Sendikalarımızın başlarına çöreklenmiş bu bürokratların ruhu her yerde aynı. Geçen gün bir işçi arkadaşım, Bartın’da yaşanan katliam üzerine sohbet ederken kendi işyerinde yaşadığı bir örneği anlattı. Sendikalı bir metal fabrikasında yeni çalışmaya başlayan arkadaş şöyle dedi: “Bizim işyerinde büyük bir makine var. Ürün almak için bazen içine giriliyor. Makinenin sensörleri zaman kaybolmasın diye iptal edilmiş. Makinenin içinde kalırsan tost olursun. Öyle tehlikeli bir makine! Bir gün ustabaşı bana ‘makinenin içine gir’ dedi. Ben de ‘girmem makinenin sensörü iptal edilmiş’ dedim. O da ‘besmele getir, gir’ dedi. Girmeyeceğimi tekrar belirtip durumu sendika temsilcisine ilettim. Temsilci de ‘bir şey olmaz bugüne kadar kimse ölmedi’ dedi. Çok şaşırdım. Sendika temsilcisi patronun adamı olmuş.” İşyerlerinde çok fazla iş kazası yaşandığını aktaran arkadaşım, işyerine ziyarete gelen sendika yöneticilerinin işçilerin yanına uğramadan işyeri yöneticileriyle fabrikayı dolaştığını belirtti. Arkadaşımın bu anlattıkları üzerine şunları konuştuk: Biz bir şey yapmadan, öncelikle durumdan şikâyetçi işçilerle bir araya gelip bu tabloya müdahale etmeden ne sendikalarımızı olması gereken duruma getirebiliriz ne de iş kazalarını önleyebiliriz.
Ben de sendikalı bir işçiyim ve aynı zamanda da işyerinde sendika temsilcisiyim. Taşıma sektöründe çalışıyorum. Bizim sektörde genellikle yaşanan iş kazaları trafikte yaşadığımız kazalar oluyor. Bizde de patronlar aynı mantıkla hareket ediyorlar. Önlemlere maliyet gözüyle bakıyor, sadece kârlarını önemsiyorlar. Araçların bakımlarını yapmadan bizleri o araçlarla çalışmaya zorluyorlar. Bunun çok örneklerini yaşadık, yaşıyoruz. Ancak biz buna örgütlülüğümüz sayesinde izin vermiyoruz. Mesela geçen gün freni bozuk bir araçla çalışmaya zorlanan arkadaşım yanıma geldi ve durumu anlattı. Ben de şefe “işçiyi bu araçla çıkaramazsın” dedim. “Ne yapalım elimizde başka araç yok” diyen şefe bizim canımızın siparişlerin teslimatından daha önemli olduğunu söyledim ve nihayetinde arkadaşımın araca bindirilmesine de izin vermedim. Ancak benim böyle bir tutum alabilmemin iki sebebi bulunuyor. Öncelikle ben sınıf bilincine sahip örgütlü bir işçiyim, ayrıca işyerimde tek başıma da değilim. İşyerindeki arkadaşlarla sürekli örgütlülüğümüzü güçlendirmek için bir araya geliyor, birlikte hareket ediyoruz. Bu yüzden patronlar bizlere sonunda ölüm veya yaralanma olacak bir iş yaptıramazlar.

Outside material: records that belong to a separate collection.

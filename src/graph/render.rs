//! Frame descriptions for the knowledge graph canvas
//!
//! The engine never touches a drawing surface. Each frame it emits a plain
//! list of edge, node and label draw commands in world coordinates plus the
//! camera; the host applies the camera transform and replays the commands.
//! Stroke widths are pre-divided by the zoom factor so they stay constant
//! on screen.

use serde::{Deserialize, Serialize};
use uuid::Uuid;

use super::engine::GraphLayoutEngine;
use super::models::{Camera, NodeKind};

/// Zoom level above which every label becomes legible
const LABEL_ZOOM_THRESHOLD: f32 = 1.2;

/// Labels longer than this are truncated unless hovered
const LABEL_MAX_CHARS: usize = 25;

const EDGE_COLOR: &str = "#cbd5e1";
const EDGE_COLOR_DIMMED: &str = "#e2e8f0";
const NODE_COLOR_DIMMED: &str = "#94a3b8";
const NODE_BORDER_COLOR: &str = "#ffffff";

#[derive(Debug, Clone, Serialize, Deserialize)]
#[serde(rename_all = "camelCase")]
pub struct EdgeDraw {
    pub from: (f32, f32),
    pub to: (f32, f32),
    pub color: String,
    pub width: f32,
    pub opacity: f32,
}

#[derive(Debug, Clone, Serialize, Deserialize)]
#[serde(rename_all = "camelCase")]
pub struct NodeDraw {
    pub id: Uuid,
    pub x: f32,
    pub y: f32,
    pub radius: f32,
    pub color: String,
    pub border_color: String,
    pub border_width: f32,
    pub opacity: f32,
    /// Hovered node gets a glow in its own color
    pub glow: bool,
}

#[derive(Debug, Clone, Serialize, Deserialize)]
#[serde(rename_all = "camelCase")]
pub struct LabelDraw {
    pub node_id: Uuid,
    pub text: String,
    /// Anchor point, centered horizontally above the node
    pub x: f32,
    pub y: f32,
    pub font_size: f32,
    pub bold: bool,
}

/// One render frame: replay edges, then nodes, then labels, under `camera`
#[derive(Debug, Clone, Serialize, Deserialize)]
#[serde(rename_all = "camelCase")]
pub struct Frame {
    pub camera: Camera,
    pub edges: Vec<EdgeDraw>,
    pub nodes: Vec<NodeDraw>,
    pub labels: Vec<LabelDraw>,
}

/// Describe the current engine state as draw commands.
///
/// Pure function of the engine state: hovering dims everything outside the
/// hovered node's neighborhood and highlights its incident edges; labels
/// show for topics, for the hovered neighborhood, and for everything once
/// zoomed past the legibility threshold.
pub fn render_frame(engine: &GraphLayoutEngine) -> Frame {
    let camera = engine.camera();
    let hovered = engine.hovered();
    let highlight = engine.highlight_set();

    let mut edges = Vec::with_capacity(engine.edges().len());
    for edge in engine.edges() {
        let (u, v) = match (engine.node(edge.source), engine.node(edge.target)) {
            (Some(u), Some(v)) => (u, v),
            _ => continue,
        };

        let has_topic = u.kind == NodeKind::Topic || v.kind == NodeKind::Topic;
        let draw = match hovered {
            Some(id) if edge.touches(id) => EdgeDraw {
                from: (u.x, u.y),
                to: (v.x, v.y),
                color: u.color.clone(),
                width: (if has_topic { 3.0 } else { 2.0 }) / camera.k,
                opacity: 1.0,
            },
            Some(_) => EdgeDraw {
                from: (u.x, u.y),
                to: (v.x, v.y),
                color: EDGE_COLOR_DIMMED.to_string(),
                width: 1.0 / camera.k,
                opacity: 0.1,
            },
            None => EdgeDraw {
                from: (u.x, u.y),
                to: (v.x, v.y),
                color: EDGE_COLOR.to_string(),
                width: 1.5 / camera.k,
                opacity: 0.4,
            },
        };
        edges.push(draw);
    }

    let mut nodes = Vec::with_capacity(engine.nodes().len());
    let mut labels = Vec::new();

    for node in engine.nodes() {
        let is_hovered = Some(node.id) == hovered;
        let is_neighbor = highlight.contains(&node.id);
        let is_dimmed = hovered.is_some() && !is_neighbor;

        nodes.push(NodeDraw {
            id: node.id,
            x: node.x,
            y: node.y,
            radius: node.radius,
            color: if is_dimmed {
                NODE_COLOR_DIMMED.to_string()
            } else {
                node.color.clone()
            },
            border_color: NODE_BORDER_COLOR.to_string(),
            border_width: (if node.kind == NodeKind::Topic { 3.0 } else { 2.0 }) / camera.k,
            opacity: if is_dimmed { 0.2 } else { 1.0 },
            glow: is_hovered,
        });

        let show_label =
            is_neighbor || node.kind == NodeKind::Topic || camera.k > LABEL_ZOOM_THRESHOLD;
        if show_label && !is_dimmed {
            let font_size = match node.kind {
                NodeKind::Topic => 16.0,
                NodeKind::Card if is_hovered => 14.0,
                NodeKind::Card => 10.0,
            };
            let text = if node.label.chars().count() > LABEL_MAX_CHARS && !is_hovered {
                let truncated: String = node.label.chars().take(LABEL_MAX_CHARS - 2).collect();
                format!("{}..", truncated)
            } else {
                node.label.clone()
            };

            labels.push(LabelDraw {
                node_id: node.id,
                text,
                x: node.x,
                y: node.y - node.radius - 8.0,
                font_size,
                bold: node.kind == NodeKind::Topic,
            });
        }
    }

    Frame {
        camera,
        edges,
        nodes,
        labels,
    }
}

#[cfg(test)]
mod tests {
    use super::*;
    use crate::flashcards::{Deck, Flashcard};

    fn sample_engine() -> (GraphLayoutEngine, Deck) {
        let mut deck = Deck::new("Chemistry".to_string());
        deck.cards.push(Flashcard::new(
            "What is a covalent bond, and how does electron sharing work?".to_string(),
            "A bond formed by shared electron pairs".to_string(),
        ));
        deck.cards
            .push(Flashcard::new("Define molarity".to_string(), "mol/L".to_string()));

        let mut engine = GraphLayoutEngine::new(800.0, 600.0);
        engine.build(&[deck.clone()]);
        (engine, deck)
    }

    #[test]
    fn frame_covers_all_nodes_and_edges() {
        let (engine, _deck) = sample_engine();
        let frame = render_frame(&engine);

        assert_eq!(frame.nodes.len(), engine.nodes().len());
        assert_eq!(frame.edges.len(), engine.edges().len());
        assert_eq!(frame.camera, engine.camera());
    }

    #[test]
    fn only_topic_labels_at_default_zoom() {
        let (engine, deck) = sample_engine();
        let frame = render_frame(&engine);

        assert_eq!(frame.labels.len(), 1);
        assert_eq!(frame.labels[0].node_id, deck.id);
        assert!(frame.labels[0].bold);
    }

    #[test]
    fn zooming_in_reveals_card_labels() {
        let (mut engine, _deck) = sample_engine();
        // Zoom well past the legibility threshold
        engine.on_wheel(-2000.0, 400.0, 300.0);
        let frame = render_frame(&engine);

        assert_eq!(frame.labels.len(), engine.nodes().len());
    }

    #[test]
    fn long_labels_truncate_unless_hovered() {
        let (mut engine, deck) = sample_engine();
        engine.on_wheel(-2000.0, 400.0, 300.0);
        let long_card = deck.cards[0].id;

        let frame = render_frame(&engine);
        let label = frame
            .labels
            .iter()
            .find(|l| l.node_id == long_card)
            .unwrap();
        assert!(label.text.ends_with(".."));
        assert_eq!(label.text.chars().count(), 25);

        engine.on_hover(Some(long_card));
        let frame = render_frame(&engine);
        let label = frame
            .labels
            .iter()
            .find(|l| l.node_id == long_card)
            .unwrap();
        assert!(!label.text.ends_with(".."));
    }

    #[test]
    fn hover_dims_outside_neighborhood() {
        let mut deck_a = Deck::new("A".to_string());
        deck_a
            .cards
            .push(Flashcard::new("q1".to_string(), "a1".to_string()));
        let mut deck_b = Deck::new("B".to_string());
        deck_b
            .cards
            .push(Flashcard::new("q2".to_string(), "a2".to_string()));

        let mut engine = GraphLayoutEngine::new(800.0, 600.0);
        engine.build(&[deck_a.clone(), deck_b.clone()]);
        engine.on_hover(Some(deck_a.id));

        let frame = render_frame(&engine);
        let hovered = frame.nodes.iter().find(|n| n.id == deck_a.id).unwrap();
        assert!(hovered.glow);
        assert_eq!(hovered.opacity, 1.0);

        let other_topic = frame.nodes.iter().find(|n| n.id == deck_b.id).unwrap();
        assert!(!other_topic.glow);
        assert_eq!(other_topic.opacity, 0.2);

        // Deck A's cluster edge is highlighted, deck B's is dimmed
        let bright = frame.edges.iter().filter(|e| e.opacity == 1.0).count();
        let dimmed = frame.edges.iter().filter(|e| e.opacity == 0.1).count();
        assert_eq!(bright, 1);
        assert_eq!(dimmed, 1);
    }
}
//! Data models for decks and flashcards

use chrono::{DateTime, Utc};
use serde::{Deserialize, Serialize};
use uuid::Uuid;

/// Difficulty assigned when a card was generated
#[derive(Debug, Clone, Copy, PartialEq, Eq, Serialize, Deserialize)]
pub enum Difficulty {
    Easy,
    Medium,
    Hard,
}

/// User answer quality for a review, ordered from worst to best.
///
/// The numeric values 0-3 are part of the external contract: the UI binds
/// them to the keyboard shortcuts 1-4 on the review buttons.
#[derive(Debug, Clone, Copy, PartialEq, Eq, PartialOrd, Ord)]
pub enum Rating {
    /// Complete blackout; the card comes back within the session
    Again = 0,
    /// Recalled with serious difficulty
    Hard = 1,
    /// Recalled correctly
    Good = 2,
    /// Recalled instantly
    Easy = 3,
}

impl Rating {
    /// Map a numeric rating (0-3) coming from the UI
    pub fn from_index(index: i32) -> Rating {
        match index {
            0 => Rating::Again,
            1 => Rating::Hard,
            3 => Rating::Easy,
            _ => Rating::Good, // Default to Good
        }
    }

    pub fn as_index(self) -> i32 {
        self as i32
    }
}

/// Spaced repetition state for a card
///
/// A card without `SrsData` has never been reviewed and is due immediately.
#[derive(Debug, Clone, PartialEq, Serialize, Deserialize)]
#[serde(rename_all = "camelCase")]
pub struct SrsData {
    /// Current interval in days (0 = due within the same session)
    #[serde(default)]
    pub interval: i32,
    /// Consecutive successful reviews; resets to 0 on Again
    #[serde(default)]
    pub repetitions: i32,
    /// SM-2 ease factor (default 2.5, floor 1.3)
    #[serde(default = "default_ease_factor")]
    pub ease_factor: f32,
    /// When the card is next due for review
    pub next_review: DateTime<Utc>,
}

fn default_ease_factor() -> f32 {
    2.5
}

impl SrsData {
    pub fn new(next_review: DateTime<Utc>) -> Self {
        Self {
            interval: 0,
            repetitions: 0,
            ease_factor: default_ease_factor(),
            next_review,
        }
    }
}

/// A flashcard with question (front) and answer (back)
#[derive(Debug, Clone, Serialize, Deserialize)]
#[serde(rename_all = "camelCase")]
pub struct Flashcard {
    pub id: Uuid,
    pub question: String,
    pub answer: String,
    #[serde(default, skip_serializing_if = "Option::is_none")]
    pub difficulty: Option<Difficulty>,
    #[serde(default, skip_serializing_if = "Option::is_none")]
    pub srs_data: Option<SrsData>,
    /// Knowledge graph connections to cards in any deck
    #[serde(default, skip_serializing_if = "Vec::is_empty")]
    pub related_card_ids: Vec<Uuid>,
}

impl Flashcard {
    pub fn new(question: String, answer: String) -> Self {
        Self {
            id: Uuid::new_v4(),
            question,
            answer,
            difficulty: None,
            srs_data: None,
            related_card_ids: Vec::new(),
        }
    }

    /// Check if the card is due for review
    pub fn is_due(&self, now: DateTime<Utc>) -> bool {
        match &self.srs_data {
            Some(srs) => srs.next_review <= now,
            None => true,
        }
    }
}

/// A deck of flashcards generated from one document or topic
#[derive(Debug, Clone, Serialize, Deserialize)]
#[serde(rename_all = "camelCase")]
pub struct Deck {
    pub id: Uuid,
    pub topic: String,
    /// Course or subject name (e.g. "Math 101")
    #[serde(default, skip_serializing_if = "Option::is_none")]
    pub subject: Option<String>,
    #[serde(default)]
    pub cards: Vec<Flashcard>,
    pub created_at: DateTime<Utc>,
}

impl Deck {
    pub fn new(topic: String) -> Self {
        Self {
            id: Uuid::new_v4(),
            topic,
            subject: None,
            cards: Vec::new(),
            created_at: Utc::now(),
        }
    }

    pub fn card(&self, card_id: Uuid) -> Option<&Flashcard> {
        self.cards.iter().find(|c| c.id == card_id)
    }

    pub fn card_mut(&mut self, card_id: Uuid) -> Option<&mut Flashcard> {
        self.cards.iter_mut().find(|c| c.id == card_id)
    }
}

/// Review statistics across a deck collection
#[derive(Debug, Clone, Default, Serialize, Deserialize)]
#[serde(rename_all = "camelCase")]
pub struct ReviewStats {
    pub total_cards: usize,
    /// Cards never reviewed
    pub new_cards: usize,
    /// Cards due now (including new cards)
    pub due_cards: usize,
}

Kardeşler, bizler işçiyiz ve patronların çarkı bozuk bu düzeni karşısında bilinçlenmekten, örgütlü olmaktan başka da çaremiz yok. Bir an için düşünelim. Amasra’da işçiler “bizler bu madene inmeyiz”, “yasaya göre iş güvenliğinin olmadığı yerde çalışmama hakkımız var” diyebilselerdi bunlar yaşanır mıydı? İşçiler tepelerinden bürokratlaşmış sendikacıları def edip yerine mücadeleci işçileri getirseydi bunca insan yaşamını yitirir miydi? Elbette hayır! Hangi sektörde çalışırsak çalışalım patronların gözünde bir iş aletinden farkımız yok ancak bilinçli ve örgütlü işçilerin de bileğini bükebilecek güç yok. Hani derler ya her şeyin başı sağlık diye, bunu işçiler olarak her şeyin başı örgütlülük olarak değiştirelim. Çünkü örgütlü olmadan bu düzende canımızı bile koruyamayız.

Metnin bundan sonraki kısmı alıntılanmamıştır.